[Collected data entries]
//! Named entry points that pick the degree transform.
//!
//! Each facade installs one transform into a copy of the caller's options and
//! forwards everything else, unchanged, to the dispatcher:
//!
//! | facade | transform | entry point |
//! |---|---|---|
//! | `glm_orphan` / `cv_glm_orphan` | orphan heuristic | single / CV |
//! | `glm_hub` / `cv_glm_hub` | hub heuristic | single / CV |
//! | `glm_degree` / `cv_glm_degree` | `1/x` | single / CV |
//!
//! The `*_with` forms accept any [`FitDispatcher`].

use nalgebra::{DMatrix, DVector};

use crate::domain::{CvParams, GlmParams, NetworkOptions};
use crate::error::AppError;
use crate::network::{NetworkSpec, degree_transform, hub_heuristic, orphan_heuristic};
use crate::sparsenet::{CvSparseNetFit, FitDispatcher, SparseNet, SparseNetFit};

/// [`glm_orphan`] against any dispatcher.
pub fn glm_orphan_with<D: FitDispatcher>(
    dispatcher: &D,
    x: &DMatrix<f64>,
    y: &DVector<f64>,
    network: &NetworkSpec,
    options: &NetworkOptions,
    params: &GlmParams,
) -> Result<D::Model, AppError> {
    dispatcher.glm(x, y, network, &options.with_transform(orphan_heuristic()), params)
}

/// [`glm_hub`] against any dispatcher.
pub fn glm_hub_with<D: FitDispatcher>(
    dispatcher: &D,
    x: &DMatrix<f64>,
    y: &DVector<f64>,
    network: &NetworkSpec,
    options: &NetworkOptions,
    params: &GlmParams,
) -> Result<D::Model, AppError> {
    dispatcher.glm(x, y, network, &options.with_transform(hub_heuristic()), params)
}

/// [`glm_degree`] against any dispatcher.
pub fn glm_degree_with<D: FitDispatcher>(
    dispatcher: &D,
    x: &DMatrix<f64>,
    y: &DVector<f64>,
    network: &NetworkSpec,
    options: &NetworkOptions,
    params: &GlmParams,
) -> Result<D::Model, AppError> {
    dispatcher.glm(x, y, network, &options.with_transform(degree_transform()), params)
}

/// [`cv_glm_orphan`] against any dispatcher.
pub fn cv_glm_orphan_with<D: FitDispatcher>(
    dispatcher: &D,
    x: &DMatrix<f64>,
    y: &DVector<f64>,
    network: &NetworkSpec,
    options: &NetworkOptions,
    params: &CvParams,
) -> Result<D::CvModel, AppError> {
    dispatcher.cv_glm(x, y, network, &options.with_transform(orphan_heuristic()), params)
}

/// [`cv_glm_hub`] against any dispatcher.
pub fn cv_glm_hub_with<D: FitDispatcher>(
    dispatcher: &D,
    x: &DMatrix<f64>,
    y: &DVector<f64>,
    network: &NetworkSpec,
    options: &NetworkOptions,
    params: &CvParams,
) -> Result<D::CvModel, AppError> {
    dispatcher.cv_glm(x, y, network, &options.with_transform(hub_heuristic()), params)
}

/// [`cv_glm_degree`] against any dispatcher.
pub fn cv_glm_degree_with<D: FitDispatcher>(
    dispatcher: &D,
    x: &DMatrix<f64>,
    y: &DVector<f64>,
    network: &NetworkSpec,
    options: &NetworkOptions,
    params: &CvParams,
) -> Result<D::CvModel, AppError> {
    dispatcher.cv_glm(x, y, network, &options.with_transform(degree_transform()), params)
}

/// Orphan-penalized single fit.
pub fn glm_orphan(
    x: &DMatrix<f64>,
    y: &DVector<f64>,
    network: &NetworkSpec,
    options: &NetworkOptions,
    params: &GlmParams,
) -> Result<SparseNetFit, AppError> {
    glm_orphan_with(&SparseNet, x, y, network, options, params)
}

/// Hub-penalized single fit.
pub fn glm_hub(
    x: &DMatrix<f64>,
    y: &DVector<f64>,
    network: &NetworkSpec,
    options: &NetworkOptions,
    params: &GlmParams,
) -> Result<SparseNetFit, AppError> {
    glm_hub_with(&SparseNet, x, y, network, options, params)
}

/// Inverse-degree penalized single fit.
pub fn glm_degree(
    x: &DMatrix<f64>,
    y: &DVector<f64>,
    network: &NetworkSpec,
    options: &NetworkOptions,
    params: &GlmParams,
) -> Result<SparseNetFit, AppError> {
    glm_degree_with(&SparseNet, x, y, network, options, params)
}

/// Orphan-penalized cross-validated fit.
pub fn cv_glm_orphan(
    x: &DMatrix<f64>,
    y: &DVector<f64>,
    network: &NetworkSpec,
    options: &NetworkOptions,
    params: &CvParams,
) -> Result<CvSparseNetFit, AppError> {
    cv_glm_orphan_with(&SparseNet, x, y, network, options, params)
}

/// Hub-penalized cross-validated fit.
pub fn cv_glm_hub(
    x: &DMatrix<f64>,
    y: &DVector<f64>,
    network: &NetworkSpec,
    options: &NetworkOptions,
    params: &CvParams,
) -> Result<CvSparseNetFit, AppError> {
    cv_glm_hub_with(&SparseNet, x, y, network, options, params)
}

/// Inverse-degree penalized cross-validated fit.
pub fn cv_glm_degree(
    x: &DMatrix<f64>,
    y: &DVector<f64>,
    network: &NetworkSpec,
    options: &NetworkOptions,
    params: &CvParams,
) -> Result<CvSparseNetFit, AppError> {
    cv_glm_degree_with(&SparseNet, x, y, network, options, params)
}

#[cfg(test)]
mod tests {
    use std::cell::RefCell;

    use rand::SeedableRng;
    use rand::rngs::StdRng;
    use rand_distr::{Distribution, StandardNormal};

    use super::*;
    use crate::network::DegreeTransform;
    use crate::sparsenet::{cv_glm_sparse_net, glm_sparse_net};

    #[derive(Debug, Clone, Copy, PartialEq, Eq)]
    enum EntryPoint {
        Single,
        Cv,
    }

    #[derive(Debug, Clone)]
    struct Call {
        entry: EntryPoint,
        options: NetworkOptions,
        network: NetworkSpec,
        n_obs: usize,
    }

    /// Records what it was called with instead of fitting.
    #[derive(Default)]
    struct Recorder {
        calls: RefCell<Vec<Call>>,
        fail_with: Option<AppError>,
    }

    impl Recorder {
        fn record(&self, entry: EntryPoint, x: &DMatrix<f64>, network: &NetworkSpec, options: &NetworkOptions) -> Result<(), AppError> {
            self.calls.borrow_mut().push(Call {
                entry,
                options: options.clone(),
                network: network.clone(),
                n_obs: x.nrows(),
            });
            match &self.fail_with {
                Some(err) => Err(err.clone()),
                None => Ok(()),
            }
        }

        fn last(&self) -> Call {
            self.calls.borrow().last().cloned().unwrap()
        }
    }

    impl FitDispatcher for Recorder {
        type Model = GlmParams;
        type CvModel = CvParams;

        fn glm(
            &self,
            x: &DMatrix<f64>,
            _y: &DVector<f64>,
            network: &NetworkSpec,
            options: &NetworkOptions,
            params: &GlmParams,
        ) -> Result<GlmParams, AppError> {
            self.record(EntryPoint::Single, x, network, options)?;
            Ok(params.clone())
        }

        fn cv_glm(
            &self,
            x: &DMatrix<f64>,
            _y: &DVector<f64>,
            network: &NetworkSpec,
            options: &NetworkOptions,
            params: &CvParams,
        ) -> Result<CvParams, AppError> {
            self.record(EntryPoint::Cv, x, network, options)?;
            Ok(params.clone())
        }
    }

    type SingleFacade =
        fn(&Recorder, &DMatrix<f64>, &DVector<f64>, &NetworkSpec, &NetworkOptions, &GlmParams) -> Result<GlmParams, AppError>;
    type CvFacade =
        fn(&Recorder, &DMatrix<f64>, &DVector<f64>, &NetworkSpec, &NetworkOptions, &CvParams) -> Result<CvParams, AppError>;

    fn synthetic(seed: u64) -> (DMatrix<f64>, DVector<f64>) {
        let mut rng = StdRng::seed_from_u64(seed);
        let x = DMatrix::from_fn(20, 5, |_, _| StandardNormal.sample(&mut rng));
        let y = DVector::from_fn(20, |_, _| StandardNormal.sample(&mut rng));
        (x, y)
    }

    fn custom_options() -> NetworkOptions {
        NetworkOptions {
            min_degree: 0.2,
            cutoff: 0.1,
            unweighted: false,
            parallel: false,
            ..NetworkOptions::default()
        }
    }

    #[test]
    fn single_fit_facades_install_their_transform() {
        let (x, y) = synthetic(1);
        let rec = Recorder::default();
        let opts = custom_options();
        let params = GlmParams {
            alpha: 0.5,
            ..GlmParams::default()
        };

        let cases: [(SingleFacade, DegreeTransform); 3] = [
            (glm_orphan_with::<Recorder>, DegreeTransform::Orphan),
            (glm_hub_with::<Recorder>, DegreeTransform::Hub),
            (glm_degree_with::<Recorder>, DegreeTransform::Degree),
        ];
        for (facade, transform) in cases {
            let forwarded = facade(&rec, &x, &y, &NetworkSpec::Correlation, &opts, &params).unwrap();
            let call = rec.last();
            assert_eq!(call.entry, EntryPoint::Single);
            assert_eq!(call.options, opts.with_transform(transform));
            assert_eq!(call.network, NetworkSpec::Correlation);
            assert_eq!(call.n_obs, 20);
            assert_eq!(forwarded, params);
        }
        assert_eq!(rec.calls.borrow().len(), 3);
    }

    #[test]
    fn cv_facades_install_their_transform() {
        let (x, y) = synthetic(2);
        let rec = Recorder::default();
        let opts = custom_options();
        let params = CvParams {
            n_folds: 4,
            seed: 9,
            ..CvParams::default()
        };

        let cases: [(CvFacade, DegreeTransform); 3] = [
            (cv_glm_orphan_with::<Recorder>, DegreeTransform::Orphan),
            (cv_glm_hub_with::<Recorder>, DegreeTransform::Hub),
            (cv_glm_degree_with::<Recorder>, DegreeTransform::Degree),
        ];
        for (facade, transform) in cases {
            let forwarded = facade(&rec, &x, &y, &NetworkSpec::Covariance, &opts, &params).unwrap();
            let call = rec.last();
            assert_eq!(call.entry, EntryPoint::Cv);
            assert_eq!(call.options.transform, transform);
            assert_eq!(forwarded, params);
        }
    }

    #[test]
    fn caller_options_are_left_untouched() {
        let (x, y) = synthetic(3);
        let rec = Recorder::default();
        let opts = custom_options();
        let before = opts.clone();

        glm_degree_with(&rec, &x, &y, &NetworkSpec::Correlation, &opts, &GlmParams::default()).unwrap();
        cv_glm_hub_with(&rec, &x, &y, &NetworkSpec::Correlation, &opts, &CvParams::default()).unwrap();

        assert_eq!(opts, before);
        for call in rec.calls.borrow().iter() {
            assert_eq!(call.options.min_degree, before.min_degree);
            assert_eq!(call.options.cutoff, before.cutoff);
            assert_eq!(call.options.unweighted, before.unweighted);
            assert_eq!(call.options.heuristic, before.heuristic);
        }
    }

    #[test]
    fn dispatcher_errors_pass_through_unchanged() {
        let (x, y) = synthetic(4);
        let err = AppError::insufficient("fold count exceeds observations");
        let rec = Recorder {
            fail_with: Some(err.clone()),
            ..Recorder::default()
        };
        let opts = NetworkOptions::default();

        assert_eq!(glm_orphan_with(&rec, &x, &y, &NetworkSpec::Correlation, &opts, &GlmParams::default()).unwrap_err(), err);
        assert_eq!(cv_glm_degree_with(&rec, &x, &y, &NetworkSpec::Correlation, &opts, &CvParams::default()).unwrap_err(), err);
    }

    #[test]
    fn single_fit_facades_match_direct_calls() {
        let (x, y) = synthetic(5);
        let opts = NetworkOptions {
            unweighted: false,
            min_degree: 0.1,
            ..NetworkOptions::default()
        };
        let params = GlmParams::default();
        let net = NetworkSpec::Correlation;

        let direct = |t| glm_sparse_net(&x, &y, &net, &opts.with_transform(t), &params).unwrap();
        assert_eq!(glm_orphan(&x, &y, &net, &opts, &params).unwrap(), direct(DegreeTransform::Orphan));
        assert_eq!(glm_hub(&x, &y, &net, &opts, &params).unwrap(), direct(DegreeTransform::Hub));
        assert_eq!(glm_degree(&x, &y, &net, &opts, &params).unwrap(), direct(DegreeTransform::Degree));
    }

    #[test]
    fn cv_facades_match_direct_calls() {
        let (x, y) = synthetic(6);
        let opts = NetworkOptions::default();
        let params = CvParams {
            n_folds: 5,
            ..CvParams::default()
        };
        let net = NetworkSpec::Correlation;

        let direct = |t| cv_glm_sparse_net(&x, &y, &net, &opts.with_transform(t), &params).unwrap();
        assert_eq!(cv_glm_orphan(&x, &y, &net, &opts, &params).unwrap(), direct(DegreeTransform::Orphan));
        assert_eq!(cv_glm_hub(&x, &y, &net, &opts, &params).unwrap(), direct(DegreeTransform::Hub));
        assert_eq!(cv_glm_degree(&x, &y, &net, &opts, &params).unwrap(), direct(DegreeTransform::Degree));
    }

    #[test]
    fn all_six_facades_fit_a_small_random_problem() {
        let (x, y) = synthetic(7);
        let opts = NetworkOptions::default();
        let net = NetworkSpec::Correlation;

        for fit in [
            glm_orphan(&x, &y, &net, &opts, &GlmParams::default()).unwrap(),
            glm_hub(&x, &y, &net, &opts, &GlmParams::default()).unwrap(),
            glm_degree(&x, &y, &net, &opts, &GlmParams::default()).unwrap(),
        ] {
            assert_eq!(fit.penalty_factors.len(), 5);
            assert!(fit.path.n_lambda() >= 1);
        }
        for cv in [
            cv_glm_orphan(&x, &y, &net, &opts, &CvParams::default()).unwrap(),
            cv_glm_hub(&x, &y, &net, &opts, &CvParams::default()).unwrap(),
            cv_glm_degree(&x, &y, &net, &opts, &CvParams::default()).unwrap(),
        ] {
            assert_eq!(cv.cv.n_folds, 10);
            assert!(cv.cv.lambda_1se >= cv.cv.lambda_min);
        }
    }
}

==

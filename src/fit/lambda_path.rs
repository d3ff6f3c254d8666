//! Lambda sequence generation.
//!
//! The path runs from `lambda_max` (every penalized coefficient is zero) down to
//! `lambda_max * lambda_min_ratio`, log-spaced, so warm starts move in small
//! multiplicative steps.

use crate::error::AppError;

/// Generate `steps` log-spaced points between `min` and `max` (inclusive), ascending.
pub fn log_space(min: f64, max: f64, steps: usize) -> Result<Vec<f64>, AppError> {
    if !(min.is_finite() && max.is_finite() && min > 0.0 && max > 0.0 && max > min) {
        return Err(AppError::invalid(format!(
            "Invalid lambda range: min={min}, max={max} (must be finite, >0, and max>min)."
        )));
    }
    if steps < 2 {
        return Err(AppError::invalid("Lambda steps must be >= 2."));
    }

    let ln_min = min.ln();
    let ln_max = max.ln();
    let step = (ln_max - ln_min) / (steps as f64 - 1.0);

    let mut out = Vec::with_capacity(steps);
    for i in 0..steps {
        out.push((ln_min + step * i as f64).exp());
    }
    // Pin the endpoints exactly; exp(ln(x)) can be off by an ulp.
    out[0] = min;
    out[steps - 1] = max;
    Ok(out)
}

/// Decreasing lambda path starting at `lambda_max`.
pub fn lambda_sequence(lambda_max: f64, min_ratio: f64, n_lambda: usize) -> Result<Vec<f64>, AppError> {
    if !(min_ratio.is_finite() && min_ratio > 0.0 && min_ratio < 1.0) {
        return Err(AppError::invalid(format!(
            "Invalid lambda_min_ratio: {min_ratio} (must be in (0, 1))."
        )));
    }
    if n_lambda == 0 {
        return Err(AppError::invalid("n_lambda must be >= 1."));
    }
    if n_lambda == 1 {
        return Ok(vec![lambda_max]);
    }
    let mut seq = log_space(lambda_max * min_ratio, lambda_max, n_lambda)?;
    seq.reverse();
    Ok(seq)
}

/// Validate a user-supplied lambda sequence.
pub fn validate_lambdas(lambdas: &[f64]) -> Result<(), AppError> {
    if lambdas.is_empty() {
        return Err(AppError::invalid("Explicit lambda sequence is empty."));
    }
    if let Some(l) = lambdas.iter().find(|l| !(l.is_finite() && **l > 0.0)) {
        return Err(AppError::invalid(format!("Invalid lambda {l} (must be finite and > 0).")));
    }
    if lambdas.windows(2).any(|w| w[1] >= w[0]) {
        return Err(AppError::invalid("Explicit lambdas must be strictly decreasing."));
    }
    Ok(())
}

■ WORK REQUIRED
Search the records for the string "EntryPoint" and return every line in which it occurs.

■ FINAL ANSWER
    enum EntryPoint {
        entry: EntryPoint,
        fn record(&self, entry: EntryPoint, x: &DMatrix<f64>, network: &NetworkSpec, options: &NetworkOptions) -> Result<(), AppError> {
            self.record(EntryPoint::Single, x, network, options)?;
            self.record(EntryPoint::Cv, x, network, options)?;
            assert_eq!(call.entry, EntryPoint::Single);
            assert_eq!(call.entry, EntryPoint::Cv);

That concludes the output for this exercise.